■ **TASK TO COMPLETE**:
Find the line with "filename crates/shared/src/types/currency.rs" in the records below. Copy it and every line after it, up to and including the line with "pub code: &'static".

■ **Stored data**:
*****
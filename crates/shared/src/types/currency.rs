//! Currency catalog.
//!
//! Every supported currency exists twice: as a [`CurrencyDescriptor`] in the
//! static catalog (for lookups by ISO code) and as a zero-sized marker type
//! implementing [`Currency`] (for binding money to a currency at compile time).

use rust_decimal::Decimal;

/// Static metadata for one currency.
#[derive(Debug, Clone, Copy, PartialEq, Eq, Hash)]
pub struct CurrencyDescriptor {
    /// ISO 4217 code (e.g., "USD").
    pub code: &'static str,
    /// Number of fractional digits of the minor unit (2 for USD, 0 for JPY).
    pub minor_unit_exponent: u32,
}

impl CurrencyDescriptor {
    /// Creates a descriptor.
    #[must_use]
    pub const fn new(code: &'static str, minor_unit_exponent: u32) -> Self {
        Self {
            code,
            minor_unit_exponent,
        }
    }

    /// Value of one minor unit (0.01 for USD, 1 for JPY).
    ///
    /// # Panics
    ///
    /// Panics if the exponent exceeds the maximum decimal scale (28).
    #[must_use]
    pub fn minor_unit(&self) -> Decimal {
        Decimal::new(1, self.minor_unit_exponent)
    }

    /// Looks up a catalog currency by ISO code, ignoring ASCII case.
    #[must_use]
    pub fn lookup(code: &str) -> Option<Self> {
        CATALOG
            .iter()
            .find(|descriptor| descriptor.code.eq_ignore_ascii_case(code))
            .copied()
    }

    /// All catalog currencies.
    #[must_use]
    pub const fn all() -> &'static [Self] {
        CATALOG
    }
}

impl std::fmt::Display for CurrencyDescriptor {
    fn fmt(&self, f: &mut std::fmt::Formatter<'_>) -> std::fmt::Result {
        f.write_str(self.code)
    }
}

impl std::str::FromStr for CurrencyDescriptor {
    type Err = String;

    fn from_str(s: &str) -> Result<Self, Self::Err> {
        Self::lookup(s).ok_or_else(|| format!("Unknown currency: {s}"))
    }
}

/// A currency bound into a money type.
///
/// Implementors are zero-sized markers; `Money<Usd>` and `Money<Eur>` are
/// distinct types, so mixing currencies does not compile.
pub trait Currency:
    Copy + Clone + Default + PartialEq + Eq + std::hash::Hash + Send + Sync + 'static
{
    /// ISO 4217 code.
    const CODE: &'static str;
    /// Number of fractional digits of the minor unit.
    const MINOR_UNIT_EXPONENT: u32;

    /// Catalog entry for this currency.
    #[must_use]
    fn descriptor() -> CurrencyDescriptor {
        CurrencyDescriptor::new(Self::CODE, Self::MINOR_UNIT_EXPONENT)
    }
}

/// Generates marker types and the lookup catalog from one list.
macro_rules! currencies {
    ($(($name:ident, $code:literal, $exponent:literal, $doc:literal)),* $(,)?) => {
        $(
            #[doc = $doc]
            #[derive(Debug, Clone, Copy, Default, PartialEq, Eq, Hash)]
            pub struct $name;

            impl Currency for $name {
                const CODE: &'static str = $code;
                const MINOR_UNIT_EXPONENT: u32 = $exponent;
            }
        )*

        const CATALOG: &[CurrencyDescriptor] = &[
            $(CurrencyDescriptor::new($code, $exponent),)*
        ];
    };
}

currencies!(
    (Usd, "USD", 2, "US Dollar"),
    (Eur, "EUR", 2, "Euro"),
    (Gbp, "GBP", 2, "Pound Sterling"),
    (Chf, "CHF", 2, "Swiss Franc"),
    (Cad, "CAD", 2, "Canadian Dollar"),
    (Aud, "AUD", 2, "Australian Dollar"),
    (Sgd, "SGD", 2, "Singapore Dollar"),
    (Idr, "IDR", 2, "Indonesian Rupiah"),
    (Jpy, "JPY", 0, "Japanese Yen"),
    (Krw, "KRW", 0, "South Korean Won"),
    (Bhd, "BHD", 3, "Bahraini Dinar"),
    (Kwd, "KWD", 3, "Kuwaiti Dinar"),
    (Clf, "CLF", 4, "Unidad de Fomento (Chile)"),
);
*****
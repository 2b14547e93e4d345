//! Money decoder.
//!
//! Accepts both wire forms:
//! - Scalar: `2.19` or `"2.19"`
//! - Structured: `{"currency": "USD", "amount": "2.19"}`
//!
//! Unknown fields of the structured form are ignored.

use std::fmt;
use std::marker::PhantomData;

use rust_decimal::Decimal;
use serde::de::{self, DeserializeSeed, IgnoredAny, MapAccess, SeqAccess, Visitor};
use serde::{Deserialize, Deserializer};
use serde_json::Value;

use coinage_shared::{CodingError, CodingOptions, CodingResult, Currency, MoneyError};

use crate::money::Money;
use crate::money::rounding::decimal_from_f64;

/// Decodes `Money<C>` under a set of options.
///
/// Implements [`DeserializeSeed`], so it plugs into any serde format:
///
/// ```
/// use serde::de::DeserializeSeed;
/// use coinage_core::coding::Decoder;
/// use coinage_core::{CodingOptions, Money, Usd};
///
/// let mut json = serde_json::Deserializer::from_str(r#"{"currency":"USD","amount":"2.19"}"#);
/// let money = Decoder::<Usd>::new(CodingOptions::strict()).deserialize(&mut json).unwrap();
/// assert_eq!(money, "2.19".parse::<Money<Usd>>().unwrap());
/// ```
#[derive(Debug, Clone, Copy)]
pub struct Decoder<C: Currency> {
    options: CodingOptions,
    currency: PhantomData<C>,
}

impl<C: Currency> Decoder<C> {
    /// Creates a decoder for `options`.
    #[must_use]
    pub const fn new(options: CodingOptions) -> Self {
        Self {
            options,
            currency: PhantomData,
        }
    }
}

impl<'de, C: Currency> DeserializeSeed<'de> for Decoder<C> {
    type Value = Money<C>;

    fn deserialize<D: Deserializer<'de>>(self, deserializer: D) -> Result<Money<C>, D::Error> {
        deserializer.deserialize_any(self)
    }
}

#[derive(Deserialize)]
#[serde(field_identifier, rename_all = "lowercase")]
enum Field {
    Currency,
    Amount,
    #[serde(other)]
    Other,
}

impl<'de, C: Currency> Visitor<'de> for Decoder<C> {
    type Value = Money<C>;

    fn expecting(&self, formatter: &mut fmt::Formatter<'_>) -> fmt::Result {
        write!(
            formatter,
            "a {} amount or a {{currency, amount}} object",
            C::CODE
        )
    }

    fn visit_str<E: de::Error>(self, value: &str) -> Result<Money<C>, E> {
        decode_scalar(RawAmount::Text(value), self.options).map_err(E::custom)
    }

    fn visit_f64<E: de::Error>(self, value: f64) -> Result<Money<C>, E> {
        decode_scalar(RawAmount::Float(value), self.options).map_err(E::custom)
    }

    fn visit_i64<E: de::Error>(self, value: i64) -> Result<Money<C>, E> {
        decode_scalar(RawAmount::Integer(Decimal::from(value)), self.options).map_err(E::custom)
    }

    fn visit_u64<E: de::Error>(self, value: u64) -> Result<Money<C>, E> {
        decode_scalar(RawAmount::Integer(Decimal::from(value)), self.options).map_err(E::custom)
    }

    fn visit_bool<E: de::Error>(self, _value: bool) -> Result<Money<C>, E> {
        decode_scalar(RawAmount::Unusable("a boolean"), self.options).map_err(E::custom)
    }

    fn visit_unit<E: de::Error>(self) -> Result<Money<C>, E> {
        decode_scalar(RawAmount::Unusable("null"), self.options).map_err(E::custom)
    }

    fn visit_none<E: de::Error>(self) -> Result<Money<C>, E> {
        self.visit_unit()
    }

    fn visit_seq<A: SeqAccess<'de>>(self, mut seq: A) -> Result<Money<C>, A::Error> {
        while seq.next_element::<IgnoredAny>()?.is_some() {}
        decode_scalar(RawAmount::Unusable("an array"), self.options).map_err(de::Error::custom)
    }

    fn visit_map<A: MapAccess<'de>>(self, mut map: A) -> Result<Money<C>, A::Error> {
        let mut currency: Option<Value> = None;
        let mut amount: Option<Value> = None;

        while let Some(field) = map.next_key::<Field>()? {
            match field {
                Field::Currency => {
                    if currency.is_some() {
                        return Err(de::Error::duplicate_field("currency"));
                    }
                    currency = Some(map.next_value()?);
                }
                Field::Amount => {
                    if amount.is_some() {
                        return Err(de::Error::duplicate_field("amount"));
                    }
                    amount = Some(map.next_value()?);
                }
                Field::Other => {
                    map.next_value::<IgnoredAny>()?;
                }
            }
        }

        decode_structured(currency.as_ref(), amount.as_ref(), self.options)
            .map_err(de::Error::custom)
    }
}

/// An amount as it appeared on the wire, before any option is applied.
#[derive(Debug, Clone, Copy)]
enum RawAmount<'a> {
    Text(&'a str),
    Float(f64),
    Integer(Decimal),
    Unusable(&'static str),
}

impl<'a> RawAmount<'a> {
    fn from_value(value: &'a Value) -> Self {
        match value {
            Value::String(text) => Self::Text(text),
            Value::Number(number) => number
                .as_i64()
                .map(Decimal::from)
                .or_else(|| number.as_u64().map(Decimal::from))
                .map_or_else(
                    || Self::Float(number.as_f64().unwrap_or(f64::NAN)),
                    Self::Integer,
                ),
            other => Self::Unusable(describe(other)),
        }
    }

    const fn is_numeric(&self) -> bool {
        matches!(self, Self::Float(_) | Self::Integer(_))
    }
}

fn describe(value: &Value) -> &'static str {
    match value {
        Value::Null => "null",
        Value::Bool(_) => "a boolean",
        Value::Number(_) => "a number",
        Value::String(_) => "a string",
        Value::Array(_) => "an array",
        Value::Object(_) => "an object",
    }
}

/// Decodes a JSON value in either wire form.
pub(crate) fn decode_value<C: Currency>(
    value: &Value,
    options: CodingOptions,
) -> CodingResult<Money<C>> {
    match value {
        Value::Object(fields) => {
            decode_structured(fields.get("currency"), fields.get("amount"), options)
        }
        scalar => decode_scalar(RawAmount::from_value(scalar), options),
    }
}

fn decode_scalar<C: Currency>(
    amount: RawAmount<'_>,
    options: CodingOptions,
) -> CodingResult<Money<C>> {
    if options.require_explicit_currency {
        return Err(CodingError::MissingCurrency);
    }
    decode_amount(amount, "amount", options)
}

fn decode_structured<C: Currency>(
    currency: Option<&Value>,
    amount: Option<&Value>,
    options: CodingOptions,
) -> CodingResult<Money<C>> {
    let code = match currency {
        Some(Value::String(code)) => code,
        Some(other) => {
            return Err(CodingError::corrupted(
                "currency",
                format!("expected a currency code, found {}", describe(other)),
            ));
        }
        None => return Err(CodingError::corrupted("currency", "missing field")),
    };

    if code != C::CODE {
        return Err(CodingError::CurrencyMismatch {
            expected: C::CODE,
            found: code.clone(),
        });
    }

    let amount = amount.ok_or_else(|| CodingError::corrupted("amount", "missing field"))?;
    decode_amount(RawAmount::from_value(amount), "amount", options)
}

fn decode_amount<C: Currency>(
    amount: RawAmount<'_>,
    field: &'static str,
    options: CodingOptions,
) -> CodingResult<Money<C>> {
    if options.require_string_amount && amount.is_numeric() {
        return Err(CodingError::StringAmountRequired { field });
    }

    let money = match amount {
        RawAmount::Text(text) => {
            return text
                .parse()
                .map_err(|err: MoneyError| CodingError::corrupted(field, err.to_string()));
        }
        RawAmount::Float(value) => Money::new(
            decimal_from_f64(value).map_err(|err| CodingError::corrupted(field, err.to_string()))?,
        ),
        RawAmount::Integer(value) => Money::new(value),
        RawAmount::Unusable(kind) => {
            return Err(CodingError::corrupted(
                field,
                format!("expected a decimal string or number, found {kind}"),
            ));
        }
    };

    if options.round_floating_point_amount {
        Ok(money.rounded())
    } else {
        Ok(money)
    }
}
*****
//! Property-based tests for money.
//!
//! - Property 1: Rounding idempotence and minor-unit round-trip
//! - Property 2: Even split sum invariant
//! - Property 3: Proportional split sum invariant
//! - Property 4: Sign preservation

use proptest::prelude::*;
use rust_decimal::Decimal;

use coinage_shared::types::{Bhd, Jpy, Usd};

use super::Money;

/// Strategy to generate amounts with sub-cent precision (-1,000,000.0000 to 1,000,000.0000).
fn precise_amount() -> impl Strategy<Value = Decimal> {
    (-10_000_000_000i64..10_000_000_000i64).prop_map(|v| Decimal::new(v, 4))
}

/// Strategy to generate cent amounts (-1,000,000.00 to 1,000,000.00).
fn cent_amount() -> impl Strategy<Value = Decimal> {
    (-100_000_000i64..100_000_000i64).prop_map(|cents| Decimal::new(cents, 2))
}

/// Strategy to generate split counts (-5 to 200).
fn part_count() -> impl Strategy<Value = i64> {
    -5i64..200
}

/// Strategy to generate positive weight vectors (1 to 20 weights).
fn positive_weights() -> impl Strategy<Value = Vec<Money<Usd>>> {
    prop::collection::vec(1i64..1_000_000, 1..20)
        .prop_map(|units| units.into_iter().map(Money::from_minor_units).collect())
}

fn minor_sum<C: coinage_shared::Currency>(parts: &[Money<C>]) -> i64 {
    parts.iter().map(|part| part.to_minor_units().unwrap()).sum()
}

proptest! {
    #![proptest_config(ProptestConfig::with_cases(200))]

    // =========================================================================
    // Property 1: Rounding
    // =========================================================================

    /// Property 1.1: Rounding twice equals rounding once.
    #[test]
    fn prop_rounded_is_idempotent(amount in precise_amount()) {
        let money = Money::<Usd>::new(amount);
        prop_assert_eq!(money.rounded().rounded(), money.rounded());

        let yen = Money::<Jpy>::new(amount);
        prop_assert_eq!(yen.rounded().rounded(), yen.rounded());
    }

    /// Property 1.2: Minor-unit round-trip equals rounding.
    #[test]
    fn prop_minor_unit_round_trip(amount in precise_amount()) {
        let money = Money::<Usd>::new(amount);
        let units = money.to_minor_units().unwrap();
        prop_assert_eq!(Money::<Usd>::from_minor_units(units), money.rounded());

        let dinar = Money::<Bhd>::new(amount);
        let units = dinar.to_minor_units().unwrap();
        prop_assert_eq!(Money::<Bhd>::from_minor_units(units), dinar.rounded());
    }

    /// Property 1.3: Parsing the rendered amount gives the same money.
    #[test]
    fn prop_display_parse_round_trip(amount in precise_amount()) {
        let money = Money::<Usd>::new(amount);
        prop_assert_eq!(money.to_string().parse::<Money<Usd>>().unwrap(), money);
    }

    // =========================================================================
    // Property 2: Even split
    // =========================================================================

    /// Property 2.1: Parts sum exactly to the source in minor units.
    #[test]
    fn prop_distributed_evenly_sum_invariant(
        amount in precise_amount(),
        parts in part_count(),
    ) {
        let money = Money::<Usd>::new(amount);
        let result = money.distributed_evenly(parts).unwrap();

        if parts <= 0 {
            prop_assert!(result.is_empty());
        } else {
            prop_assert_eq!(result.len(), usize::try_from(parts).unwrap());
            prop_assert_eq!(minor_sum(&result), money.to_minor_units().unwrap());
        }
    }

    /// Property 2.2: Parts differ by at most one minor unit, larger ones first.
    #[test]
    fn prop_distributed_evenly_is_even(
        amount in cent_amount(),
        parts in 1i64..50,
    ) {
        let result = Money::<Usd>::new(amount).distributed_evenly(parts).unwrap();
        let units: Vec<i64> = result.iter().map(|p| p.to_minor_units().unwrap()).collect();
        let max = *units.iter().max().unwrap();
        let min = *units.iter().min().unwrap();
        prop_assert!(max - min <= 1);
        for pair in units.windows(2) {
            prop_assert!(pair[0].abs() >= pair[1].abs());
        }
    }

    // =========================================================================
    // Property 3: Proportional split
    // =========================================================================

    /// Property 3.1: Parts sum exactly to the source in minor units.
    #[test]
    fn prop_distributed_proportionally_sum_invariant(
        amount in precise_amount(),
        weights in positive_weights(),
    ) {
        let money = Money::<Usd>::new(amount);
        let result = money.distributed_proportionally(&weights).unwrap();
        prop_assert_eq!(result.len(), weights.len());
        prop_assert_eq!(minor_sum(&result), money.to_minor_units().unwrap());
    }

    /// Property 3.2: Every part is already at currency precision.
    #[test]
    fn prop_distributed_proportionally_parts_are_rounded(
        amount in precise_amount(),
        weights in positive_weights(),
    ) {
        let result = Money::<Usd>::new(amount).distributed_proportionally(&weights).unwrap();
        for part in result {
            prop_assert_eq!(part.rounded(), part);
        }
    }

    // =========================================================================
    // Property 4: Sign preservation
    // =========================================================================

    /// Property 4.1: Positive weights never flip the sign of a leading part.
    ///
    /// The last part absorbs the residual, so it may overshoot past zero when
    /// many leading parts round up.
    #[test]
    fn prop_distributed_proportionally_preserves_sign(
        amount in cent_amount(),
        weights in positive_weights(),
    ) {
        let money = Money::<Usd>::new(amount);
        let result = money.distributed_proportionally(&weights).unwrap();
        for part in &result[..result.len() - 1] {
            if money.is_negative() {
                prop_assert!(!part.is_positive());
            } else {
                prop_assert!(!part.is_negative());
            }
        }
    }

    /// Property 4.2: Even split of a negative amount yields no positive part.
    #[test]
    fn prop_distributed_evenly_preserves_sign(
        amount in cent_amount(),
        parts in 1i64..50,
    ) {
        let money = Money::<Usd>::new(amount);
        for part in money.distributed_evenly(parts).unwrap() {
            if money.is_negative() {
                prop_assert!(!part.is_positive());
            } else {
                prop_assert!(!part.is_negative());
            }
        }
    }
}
*****
■ **SOLUTION TO THIS EXERCISE**:
filename crates/shared/src/types/currency.rs
//! Currency catalog.
//!
//! Every supported currency exists twice: as a [`CurrencyDescriptor`] in the
//! static catalog (for lookups by ISO code) and as a zero-sized marker type
//! implementing [`Currency`] (for binding money to a currency at compile time).

use rust_decimal::Decimal;

/// Static metadata for one currency.
#[derive(Debug, Clone, Copy, PartialEq, Eq, Hash)]
pub struct CurrencyDescriptor {
    /// ISO 4217 code (e.g., "USD").
    pub code: &'static str,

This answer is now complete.